DATA SHOWN Start Marker

//! Attack phase finite state machine.
//!
//! Pure function computing the phase transition and steering for one combat
//! decision. Phases are evaluated in order Approach, Engage, Withdraw, and a
//! transition falls through to the next phase within the same decision.
//! No world dependency, operates on plain data.

use glam::{DQuat, DVec3};

use flightdeck_core::enums::AttackPhase;

/// Input to the attack FSM for a single decision.
#[derive(Debug, Clone, Copy)]
pub struct AttackContext {
    pub phase: AttackPhase,
    /// Distance to the target at the previous decision (meters).
    pub last_target_distance: f64,
    /// Target position minus ship position (meters).
    pub delta: DVec3,
    /// Target velocity minus ship velocity (m/s).
    pub relative_velocity: DVec3,
    pub target_velocity: DVec3,
    /// Unit axis toward the predicted projectile intercept.
    pub predicted_fire_axis: DVec3,
    /// Ship top direction, world frame.
    pub ship_up: DVec3,
    pub max_speed: f64,
    /// Degrees.
    pub attack_angle: f64,
    pub attack_distance: f64,
    pub security_distance: f64,
    pub dangerous: bool,
}

impl AttackContext {
    pub fn distance(&self) -> f64 {
        self.delta.length()
    }

    /// The target gets closer along the line of sight.
    pub fn is_closing(&self) -> bool {
        self.delta.dot(self.relative_velocity) < 0.0
    }
}

/// Output from the attack FSM.
#[derive(Debug, Clone, PartialEq)]
pub struct AttackUpdate {
    pub phase: AttackPhase,
    pub last_target_distance: f64,
    pub linear_velocity: DVec3,
    pub use_boost: bool,
    /// Every `(from, to)` transition taken this decision, in order.
    pub transitions: Vec<(AttackPhase, AttackPhase)>,
}

impl AttackUpdate {
    fn enter(&mut self, phase: AttackPhase) {
        if self.phase != phase {
            self.transitions.push((self.phase, phase));
            self.phase = phase;
        }
    }
}

/// Evaluate the FSM for one decision.
pub fn evaluate(ctx: &AttackContext) -> AttackUpdate {
    let distance = ctx.distance();
    let mut update = AttackUpdate {
        phase: ctx.phase,
        last_target_distance: ctx.last_target_distance,
        linear_velocity: DVec3::ZERO,
        use_boost: false,
        transitions: Vec::new(),
    };

    if update.phase == AttackPhase::Approach {
        if ctx.is_closing() {
            update.enter(AttackPhase::Engage);
            update.last_target_distance = distance;
        } else {
            update.linear_velocity = ctx.predicted_fire_axis * ctx.max_speed;
        }

        if distance < ctx.security_distance {
            update.enter(AttackPhase::Engage);
            update.last_target_distance = distance;
        }
    }

    if update.phase == AttackPhase::Engage {
        if update.last_target_distance < distance {
            // Target has been passed
            update.enter(AttackPhase::Withdraw);
        } else {
            update.linear_velocity = compute_strafe_velocity(ctx, distance);
            update.use_boost = true;
        }
        update.last_target_distance = distance;
    }

    if update.phase == AttackPhase::Withdraw {
        if distance > ctx.security_distance {
            update.enter(AttackPhase::Approach);
        } else {
            let away = -ctx.delta.normalize_or_zero();
            if ctx.dangerous {
                update.linear_velocity = away * ctx.max_speed;
                update.use_boost = true;
            } else {
                update.linear_velocity = ctx.target_velocity + away * ctx.max_speed / 4.0;
            }
        }
    }

    update
}

/// Pass beside the target, offset by the standoff rolled about the line of sight.
fn compute_strafe_velocity(ctx: &AttackContext, distance: f64) -> DVec3 {
    let heading = (attack_margin(ctx) + ctx.delta).normalize_or_zero();
    if distance > ctx.security_distance || ctx.dangerous {
        heading * ctx.max_speed
    } else {
        // Weak target up close: match it and creep in
        ctx.target_velocity + heading * ctx.max_speed / 4.0
    }
}

fn attack_margin(ctx: &AttackContext) -> DVec3 {
    let top = ctx.ship_up * ctx.attack_distance;
    let axis = ctx.delta.normalize_or_zero();
    if axis == DVec3::ZERO {
        return top;
    }
    DQuat::from_axis_angle(axis, ctx.attack_angle.to_radians()) * top
}
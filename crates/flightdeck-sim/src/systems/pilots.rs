//! Pilot system: ticks every ship pilot against the frame snapshot.

use hecs::World;
use rand_chacha::ChaCha8Rng;

use flightdeck_core::events::PilotEvent;
use flightdeck_core::types::EntityId;
use flightdeck_core::world::WorldSnapshot;
use flightdeck_pilot::{PilotContext, ShipPilot};

use crate::components::Nav;
use crate::systems::navigation::{DockBook, NavCommand, NavigationPort};

/// Tick all pilots. Returns the navigation commands each pilot issued.
pub fn run(
    world: &mut World,
    snapshot: &WorldSnapshot,
    book: &mut DockBook,
    rng: &mut ChaCha8Rng,
    delta_seconds: f64,
    events: &mut Vec<PilotEvent>,
) -> Vec<(EntityId, Vec<NavCommand>)> {
    let mut issued = Vec::new();

    for (_entity, (pilot, nav)) in world.query_mut::<(&mut ShipPilot, &Nav)>() {
        let ship = pilot.ship();
        let mut port = NavigationPort::new(ship, nav.status, snapshot, &mut *book);
        let mut ctx = PilotContext {
            world: snapshot,
            relations: snapshot,
            navigation: &mut port,
            rng: &mut *rng,
            events: &mut *events,
        };
        pilot.tick(delta_seconds, &mut ctx);

        let commands = port.into_commands();
        if !commands.is_empty() {
            issued.push((ship, commands));
        }
    }

    issued
}
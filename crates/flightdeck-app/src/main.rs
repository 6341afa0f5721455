//! Headless FLIGHTDECK runner.
//!
//! Loads a scenario, runs it for a fixed amount of simulated time and prints
//! a summary of pilot activity.

use std::path::PathBuf;
use std::process::ExitCode;

use clap::Parser;

use flightdeck_app::game_loop::{spawn_game_loop, LoopOptions, RunSummary};
use flightdeck_core::enums::ScenarioId;
use flightdeck_core::error::Result;
use flightdeck_sim::{SimConfig, SimulationEngine};

/// Run autonomous ship pilots in a built-in scenario
#[derive(Parser, Debug)]
#[command(name = "flightdeck")]
#[command(about = "Run autonomous ship pilots in a headless simulation")]
struct Args {
    /// Scenario: skirmish, trade-route or ambush
    #[arg(long, default_value_t = ScenarioId::Skirmish)]
    scenario: ScenarioId,

    /// Simulated seconds to run
    #[arg(long, default_value_t = 60.0)]
    seconds: f64,

    /// TOML config file (seed, frame_rate and a [pilot] table)
    #[arg(long)]
    config: Option<PathBuf>,

    /// Random seed, overrides the config file
    #[arg(long)]
    seed: Option<u64>,

    /// Pace frames to wall-clock time
    #[arg(long)]
    realtime: bool,

    /// Wall-clock speed multiplier when pacing
    #[arg(long, default_value_t = 1.0)]
    time_scale: f64,

    /// Print the summary as JSON
    #[arg(long)]
    json: bool,
}

fn main() -> ExitCode {
    tracing_subscriber::fmt()
        .with_env_filter(
            tracing_subscriber::EnvFilter::try_from_default_env()
                .unwrap_or_else(|_| "flightdeck=info".into()),
        )
        .init();

    let args = Args::parse();
    match run(&args) {
        Ok(summary) => {
            print_summary(&args, &summary);
            ExitCode::SUCCESS
        }
        Err(e) => {
            tracing::error!("{e}");
            ExitCode::FAILURE
        }
    }
}

fn run(args: &Args) -> Result<RunSummary> {
    let mut config = match &args.config {
        Some(path) => SimConfig::load(path)?,
        None => SimConfig::default(),
    };
    if let Some(seed) = args.seed {
        config.seed = seed;
    }

    tracing::info!(scenario = %args.scenario, seed = config.seed, "starting");
    let engine = SimulationEngine::with_scenario(config, args.scenario);
    let options = LoopOptions {
        duration_secs: args.seconds,
        realtime: args.realtime,
        time_scale: args.time_scale,
    };

    let (_cmd_tx, handle) = spawn_game_loop(engine, options)?;
    handle.join().map_err(|_| {
        flightdeck_core::error::FlightdeckError::Io(std::io::Error::other("game loop panicked"))
    })
}

fn print_summary(args: &Args, summary: &RunSummary) {
    if args.json {
        match serde_json::to_string_pretty(summary) {
            Ok(json) => println!("{json}"),
            Err(e) => tracing::error!("failed to encode summary: {e}"),
        }
        return;
    }

    println!(
        "{}: {} frames, {:.1}s simulated, {} shots fired",
        args.scenario, summary.frames, summary.elapsed_secs, summary.shots_fired
    );
    for (name, count) in &summary.events {
        println!("  {name:<20} {count}");
    }
}
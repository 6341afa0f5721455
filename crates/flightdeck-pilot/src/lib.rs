//! Ship pilot decision core for FLIGHTDECK.
//!
//! Turns a frame snapshot of the world into per-ship velocity, fire and
//! boost commands for combat and cargo hulls, once per reaction interval.

pub mod acquisition;
pub mod alignment;
pub mod attack;
pub mod avoidance;
pub mod ballistics;
pub mod cargo;
pub mod combat;
pub mod pilot;

pub use flightdeck_core as core;
pub use pilot::{PilotContext, ShipPilot};
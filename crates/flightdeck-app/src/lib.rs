//! FLIGHTDECK headless runner.
//!
//! Drives the reference simulation on a game loop thread and logs what
//! the pilots decide.

pub mod game_loop;

pub use flightdeck_core as core;
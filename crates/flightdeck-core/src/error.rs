use thiserror::Error;

#[derive(Error, Debug)]
pub enum FlightdeckError {
    #[error("Config parse error: {0}")]
    Config(#[from] toml::de::Error),

    #[error("Invalid config: {0}")]
    InvalidConfig(String),

    #[error("Unknown scenario: {0}")]
    UnknownScenario(String),

    #[error("Save data error: {0}")]
    Save(#[from] serde_json::Error),

    #[error("IO error: {0}")]
    Io(#[from] std::io::Error),
}

pub type Result<T> = std::result::Result<T, FlightdeckError>;
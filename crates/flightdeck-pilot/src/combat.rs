//! Combat controller for military hulls.
//!
//! Runs once per reaction: leave the dock, return for repair when disarmed,
//! keep or replace the combat target, aim the weapon axis at the predicted
//! intercept, run the attack phase machine, then decide whether to fire.

use glam::DVec3;
use rand::Rng;
use tracing::{debug, info};

use flightdeck_core::components::{PilotOutput, PilotState, ShipSnapshot};
use flightdeck_core::config::PilotConfig;
use flightdeck_core::constants::MIN_DISTANCE;
use flightdeck_core::enums::{AttackPhase, NavigationStatus};
use flightdeck_core::events::PilotEventKind;

use crate::acquisition::{nearest_available_station, nearest_hostile_ship};
use crate::alignment::{align_axis, AlignRequest};
use crate::attack::{self, AttackContext};
use crate::avoidance::avoid;
use crate::ballistics::{intercept, launch_direction, los_angular_velocity};
use crate::pilot::PilotContext;

/// Inputs to the fire decision.
#[derive(Debug, Clone, Copy)]
pub struct FireSolution {
    /// Projectile flight time to the intercept, if one exists (seconds).
    pub intercept_time: Option<f64>,
    /// Angle between the fire axis and the projectile direction (radians).
    pub misalignment: f64,
    pub target_radius: f64,
    pub target_distance: f64,
    pub dangerous: bool,
    pub temperature: f64,
    pub overheat_temperature: f64,
}

/// Fire when the intercept is close in time, the weapon points inside the
/// target's angular size scaled by the tolerance, and heat allows it.
pub fn fire_decision(solution: &FireSolution, config: &PilotConfig) -> bool {
    let in_window = matches!(
        solution.intercept_time,
        Some(time) if time > 0.0 && time <= config.fire_window_secs
    );
    if !in_window {
        return false;
    }

    let (tolerance, overheat_factor) = if solution.dangerous {
        (config.fire_tolerance_dangerous, config.fire_overheat_dangerous)
    } else {
        (config.fire_tolerance_weak, config.fire_overheat_weak)
    };

    let angular_size = (solution.target_radius / solution.target_distance.max(MIN_DISTANCE)).atan();
    if solution.misalignment >= tolerance * angular_size {
        return false;
    }

    solution.temperature <= solution.overheat_temperature * overheat_factor
}

/// One combat decision.
pub(crate) fn run(
    ship: &ShipSnapshot,
    state: &mut PilotState,
    config: &PilotConfig,
    delta_seconds: f64,
    ctx: &mut PilotContext<'_>,
) -> PilotOutput {
    let mut output = PilotOutput::default();
    let world = ctx.world;

    match ctx.navigation.status() {
        NavigationStatus::Docked => {
            ctx.navigation.undock();
            info!(ship = %ship.id, "combat pilot undocking");
            ctx.emit(ship.id, PilotEventKind::Undocked { station: None });
            return output;
        }
        NavigationStatus::AutoPilot => return output,
        NavigationStatus::Free => {}
    }

    let ammo_velocity = ship.ammo_velocity.unwrap_or(config.default_ammo_velocity);

    if ship.weapon_health <= 0.0 {
        if let Some(station) = nearest_available_station(world, ship) {
            let accepted = ctx.navigation.dock_at(station.id);
            info!(ship = %ship.id, station = %station.id, accepted, "disarmed, requesting repair dock");
            ctx.emit(
                ship.id,
                PilotEventKind::DockRequested {
                    station: station.id,
                    accepted,
                },
            );
            if accepted {
                ctx.emit(ship.id, PilotEventKind::ReturningForRepair { station: station.id });
                return output;
            }
        }
    }

    // Keep the current target only while it stays a worthwhile threat
    let previous = state.combat_target;
    let mut target = previous.and_then(|id| world.ship(id)).filter(|candidate| {
        candidate.alive
            && candidate.position.distance(ship.position) <= config.target_drop_distance
            && candidate.weapon_health > 0.0
    });
    if target.is_none() {
        target = nearest_hostile_ship(world, ctx.relations, ship, true)
            .or_else(|| nearest_hostile_ship(world, ctx.relations, ship, false));
    }

    let target_id = target.map(|candidate| candidate.id);
    if target_id != previous {
        if let Some(lost) = previous {
            debug!(ship = %ship.id, target = %lost, "target lost");
            ctx.emit(ship.id, PilotEventKind::TargetLost { target: lost });
        }
        if let Some(acquired) = target {
            state.attack_phase = AttackPhase::Approach;
            state.attack_angle = ctx.rng.gen_range(0.0..360.0);
            state.attack_distance = ctx
                .rng
                .gen_range(config.attack_distance_min..=config.attack_distance_max)
                + acquired.radius;
            info!(ship = %ship.id, target = %acquired.id, "target acquired");
            ctx.emit(ship.id, PilotEventKind::TargetAcquired { target: acquired.id });
        }
    }
    state.combat_target = target_id;

    match target {
        Some(target) => {
            engage(ship, target, state, config, delta_seconds, ammo_velocity, ctx, &mut output);
        }
        None => {
            // Nothing to fight: drift back toward the origin
            output.linear_target_velocity =
                -ship.position.clamp_length_max(ship.propulsion.max_linear_speed);
        }
    }

    output.linear_target_velocity = avoid(
        world,
        ship,
        config,
        output.linear_target_velocity,
        state.attack_angle,
    );

    if ship.is_hotter_than(config.combat_boost_overheat) {
        output.use_orbital_boost = false;
    }

    output
}

#[allow(clippy::too_many_arguments)]
fn engage(
    ship: &ShipSnapshot,
    target: &ShipSnapshot,
    state: &mut PilotState,
    config: &PilotConfig,
    delta_seconds: f64,
    ammo_velocity: f64,
    ctx: &mut PilotContext<'_>,
    output: &mut PilotOutput,
) {
    let dangerous = target.is_dangerous();
    let delta = target.position - ship.position;
    let distance = delta.length();
    let target_axis = delta.normalize_or_zero();

    // Where both will be when the next reaction starts
    let prediction_delay = state.reaction_time - delta_seconds;
    let predicted_ship = ship.position + ship.velocity * prediction_delay;
    let predicted_target = target.position + target.velocity * prediction_delay;
    let predicted_delta = predicted_target - predicted_ship;
    let predicted_distance = predicted_delta.length();
    let predicted_axis = predicted_delta.normalize_or_zero();

    let aim = intercept(
        ship.position,
        ship.velocity,
        target.position,
        target.velocity,
        ammo_velocity,
        0.0,
    );
    let fire_axis = aim
        .map(|hit| (hit.location - ship.position).normalize_or_zero())
        .unwrap_or(target_axis);

    let predicted_aim = intercept(
        ship.position,
        ship.velocity,
        target.position,
        target.velocity,
        ammo_velocity,
        prediction_delay,
    );
    let predicted_fire_axis = predicted_aim
        .map(|hit| (hit.location - predicted_ship).normalize_or_zero())
        .unwrap_or(predicted_axis);

    let bullet_direction = launch_direction(ship, ammo_velocity);
    let relative_velocity = target.velocity - ship.velocity;
    let target_angular_velocity =
        los_angular_velocity(relative_velocity, predicted_axis, predicted_distance);

    output.angular_target_velocity = align_axis(
        ship,
        &AlignRequest {
            local_axis: bullet_direction,
            target_axis: predicted_fire_axis,
            target_angular_velocity,
        },
        state.reaction_time,
        config.align_brake_factor,
    );

    let update = attack::evaluate(&AttackContext {
        phase: state.attack_phase,
        last_target_distance: state.last_target_distance,
        delta,
        relative_velocity,
        target_velocity: target.velocity,
        predicted_fire_axis,
        ship_up: ship.up(),
        max_speed: ship.propulsion.max_linear_speed,
        attack_angle: state.attack_angle,
        attack_distance: state.attack_distance,
        security_distance: config.security_distance(dangerous, target.radius),
        dangerous,
    });

    for &(from, to) in &update.transitions {
        debug!(ship = %ship.id, target = %target.id, ?from, ?to, distance, "attack phase change");
        ctx.emit(ship.id, PilotEventKind::PhaseChanged { from, to });
    }
    state.attack_phase = update.phase;
    state.last_target_distance = update.last_target_distance;
    output.linear_target_velocity = update.linear_velocity;
    output.use_orbital_boost = update.use_boost;

    let world_bullet_axis = ship.orientation * bullet_direction;
    let misalignment = if fire_axis == DVec3::ZERO {
        std::f64::consts::PI
    } else {
        fire_axis.dot(world_bullet_axis).clamp(-1.0, 1.0).acos()
    };

    output.want_fire = fire_decision(
        &FireSolution {
            intercept_time: aim.map(|hit| hit.time),
            misalignment,
            target_radius: target.radius,
            target_distance: distance,
            dangerous,
            temperature: ship.temperature,
            overheat_temperature: ship.overheat_temperature,
        },
        config,
    );
}
//! Reference simulation for FLIGHTDECK pilots.
//!
//! Owns the hecs ECS world, snapshots it once per frame, ticks every ship
//! pilot against that snapshot and stands in for the navigation, actuation
//! and heat layers that consume pilot commands.

pub mod components;
pub mod engine;
pub mod scenario;
pub mod systems;
pub mod world_setup;

pub use engine::{FrameReport, SimConfig, SimulationEngine};
pub use flightdeck_core as core;

#[cfg(test)]
mod tests;
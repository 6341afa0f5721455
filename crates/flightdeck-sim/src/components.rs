//! ECS components owned by the reference simulation.
//!
//! Pilots never see these directly: the snapshot system flattens them into
//! [`ShipSnapshot`](flightdeck_core::components::ShipSnapshot)s once per frame.

use glam::{DQuat, DVec3};
use hecs::Entity;

use flightdeck_core::components::{DockSlot, Propulsion};
use flightdeck_core::enums::{NavigationStatus, ShipSize};
use flightdeck_core::types::{CompanyId, EntityId};

/// Kinematic state, world frame.
#[derive(Debug, Clone, Copy, PartialEq)]
pub struct Body {
    pub position: DVec3,
    pub velocity: DVec3,
    pub orientation: DQuat,
    /// deg/s
    pub angular_velocity: DVec3,
}

impl Body {
    pub fn at(position: DVec3) -> Self {
        Self {
            position,
            velocity: DVec3::ZERO,
            orientation: DQuat::IDENTITY,
            angular_velocity: DVec3::ZERO,
        }
    }
}

/// Static description of a hull.
#[derive(Debug, Clone, Copy, PartialEq)]
pub struct Hull {
    pub company: CompanyId,
    pub radius: f64,
    pub size: ShipSize,
    pub is_station: bool,
    pub is_military: bool,
    pub player_controlled: bool,
    pub overheat_temperature: f64,
    pub propulsion: Propulsion,
}

/// Mutable health and heat.
#[derive(Debug, Clone, Copy, PartialEq)]
pub struct Condition {
    pub alive: bool,
    pub powered: bool,
    pub weapon_health: f64,
    pub temperature: f64,
}

impl Default for Condition {
    fn default() -> Self {
        Self {
            alive: true,
            powered: true,
            weapon_health: 1.0,
            temperature: 0.0,
        }
    }
}

/// Forward gun.
#[derive(Debug, Clone, Copy, PartialEq)]
pub struct Weapon {
    pub ammo_velocity: f64,
    /// Seconds until the next shot is possible.
    pub cooldown: f64,
}

/// Docking ports of a station.
#[derive(Debug, Clone, PartialEq, Default)]
pub struct Docks(pub Vec<DockSlot>);

/// Navigation state of a ship.
#[derive(Debug, Clone, Copy, PartialEq, Default)]
pub struct Nav {
    pub status: NavigationStatus,
    /// Station granted or docked at.
    pub station: Option<EntityId>,
}

/// Identifier pilots use for an ECS entity.
pub fn entity_id(entity: Entity) -> EntityId {
    EntityId(entity.to_bits().get())
}

/// ECS entity behind an identifier, if the bits are valid.
pub fn entity_of(id: EntityId) -> Option<Entity> {
    Entity::from_bits(id.0)
}
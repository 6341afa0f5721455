//! Cargo controller for civilian hulls.
//!
//! Shuttles between friendly stations, dwelling at each one before picking
//! another, and breaks off to run from any dangerous hostile in range.

use glam::DVec3;
use rand::Rng;
use tracing::{debug, info};

use flightdeck_core::components::{PilotOutput, PilotState, ShipSnapshot};
use flightdeck_core::config::PilotConfig;
use flightdeck_core::enums::NavigationStatus;
use flightdeck_core::events::PilotEventKind;

use crate::acquisition::{friendly_stations, nearest_hostile_ship};
use crate::alignment::{align_axis, AlignRequest};
use crate::avoidance::avoid;
use crate::pilot::PilotContext;

/// Dwell comparisons absorb accumulated reaction-time rounding.
const DWELL_EPSILON: f64 = 1e-6;

/// One cargo decision.
pub(crate) fn run(
    ship: &ShipSnapshot,
    state: &mut PilotState,
    config: &PilotConfig,
    ctx: &mut PilotContext<'_>,
) -> PilotOutput {
    let mut output = PilotOutput::default();

    match ctx.navigation.status() {
        NavigationStatus::Docked => {
            dwell(ship, state, config, ctx);
            return output;
        }
        // Autopilot owns motion, but a threat can still take it back.
        NavigationStatus::AutoPilot => {}
        NavigationStatus::Free => route(ship, state, config, ctx, &mut output),
    }

    flee(ship, config, ctx, &mut output);

    output.linear_target_velocity = avoid(
        ctx.world,
        ship,
        config,
        output.linear_target_velocity,
        state.attack_angle,
    );

    if output.linear_target_velocity != DVec3::ZERO {
        output.angular_target_velocity = align_axis(
            ship,
            &AlignRequest {
                local_axis: DVec3::X,
                target_axis: output.linear_target_velocity.normalize(),
                target_angular_velocity: DVec3::ZERO,
            },
            state.reaction_time,
            config.align_brake_factor,
        );
    }

    output
}

fn dwell(
    ship: &ShipSnapshot,
    state: &mut PilotState,
    config: &PilotConfig,
    ctx: &mut PilotContext<'_>,
) {
    state.wait_time += state.reaction_time;
    if state.wait_time + DWELL_EPSILON < config.dock_wait_secs {
        return;
    }

    ctx.navigation.undock();
    info!(ship = %ship.id, station = ?state.station_target, waited = state.wait_time, "undocking");
    ctx.emit(
        ship.id,
        PilotEventKind::Undocked {
            station: state.station_target,
        },
    );
    state.last_station_target = state.station_target.take();
    state.wait_time = 0.0;
}

fn route(
    ship: &ShipSnapshot,
    state: &mut PilotState,
    config: &PilotConfig,
    ctx: &mut PilotContext<'_>,
    output: &mut PilotOutput,
) {
    let world = ctx.world;

    // Destroyed destinations are forgotten
    if let Some(id) = state.station_target {
        if world.ship(id).is_none() {
            state.station_target = None;
        }
    }

    if state.station_target.is_none() {
        let candidates: Vec<_> = friendly_stations(world, ship)
            .into_iter()
            .filter(|id| Some(*id) != state.last_station_target)
            .collect();
        if !candidates.is_empty() {
            let station = candidates[ctx.rng.gen_range(0..candidates.len())];
            debug!(ship = %ship.id, %station, "station chosen");
            state.station_target = Some(station);
            ctx.emit(ship.id, PilotEventKind::StationChosen { station });
        }
    }

    let Some(station) = state.station_target.and_then(|id| world.ship(id)) else {
        return;
    };

    let delta = station.position - ship.position;
    let axis = delta.normalize_or_zero();
    let max_speed = ship.propulsion.max_linear_speed;

    if delta.length() < config.dock_approach_distance {
        let accepted = ctx.navigation.dock_at(station.id);
        info!(ship = %ship.id, station = %station.id, accepted, "requesting dock");
        ctx.emit(
            ship.id,
            PilotEventKind::DockRequested {
                station: station.id,
                accepted,
            },
        );
        if !accepted {
            // Back off and retry next decision
            output.linear_target_velocity = -axis * max_speed;
        }
    } else {
        output.linear_target_velocity = axis * max_speed;
    }
}

fn flee(
    ship: &ShipSnapshot,
    config: &PilotConfig,
    ctx: &mut PilotContext<'_>,
    output: &mut PilotOutput,
) {
    let Some(threat) = nearest_hostile_ship(ctx.world, ctx.relations, ship, true) else {
        return;
    };

    let delta = threat.position - ship.position;
    let distance = delta.length();

    if distance < config.flee_distance {
        ctx.navigation.force_manual();
        output.linear_target_velocity = -delta.normalize_or_zero() * ship.propulsion.max_linear_speed;
        output.use_orbital_boost = true;
        debug!(ship = %ship.id, threat = %threat.id, distance, "fleeing");
        ctx.emit(
            ship.id,
            PilotEventKind::Fleeing {
                threat: threat.id,
                distance,
            },
        );
    }

    // Save the engines unless the threat is on top of us
    if distance > config.imminent_danger_distance && ship.is_hotter_than(config.cargo_boost_overheat) {
        output.use_orbital_boost = false;
    }
}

DATA SHOWN End Marker

Using the data above, extract exactly the lines from the one that holds "use rand_chacha::ChaCha8Rng;" to the one that holds "time and prints", both ends included, and no others.

> OUTPUT BELOW:
use rand_chacha::ChaCha8Rng;

use flightdeck_core::events::PilotEvent;
use flightdeck_core::types::EntityId;
use flightdeck_core::world::WorldSnapshot;
use flightdeck_pilot::{PilotContext, ShipPilot};

use crate::components::Nav;
use crate::systems::navigation::{DockBook, NavCommand, NavigationPort};

/// Tick all pilots. Returns the navigation commands each pilot issued.
pub fn run(
    world: &mut World,
    snapshot: &WorldSnapshot,
    book: &mut DockBook,
    rng: &mut ChaCha8Rng,
    delta_seconds: f64,
    events: &mut Vec<PilotEvent>,
) -> Vec<(EntityId, Vec<NavCommand>)> {
    let mut issued = Vec::new();

    for (_entity, (pilot, nav)) in world.query_mut::<(&mut ShipPilot, &Nav)>() {
        let ship = pilot.ship();
        let mut port = NavigationPort::new(ship, nav.status, snapshot, &mut *book);
        let mut ctx = PilotContext {
            world: snapshot,
            relations: snapshot,
            navigation: &mut port,
            rng: &mut *rng,
            events: &mut *events,
        };
        pilot.tick(delta_seconds, &mut ctx);

        let commands = port.into_commands();
        if !commands.is_empty() {
            issued.push((ship, commands));
        }
    }

    issued
}
filename crates/flightdeck-app/src/main.rs
repository 6341afa0f5721455
//! Headless FLIGHTDECK runner.
//!
//! Loads a scenario, runs it for a fixed amount of simulated time and prints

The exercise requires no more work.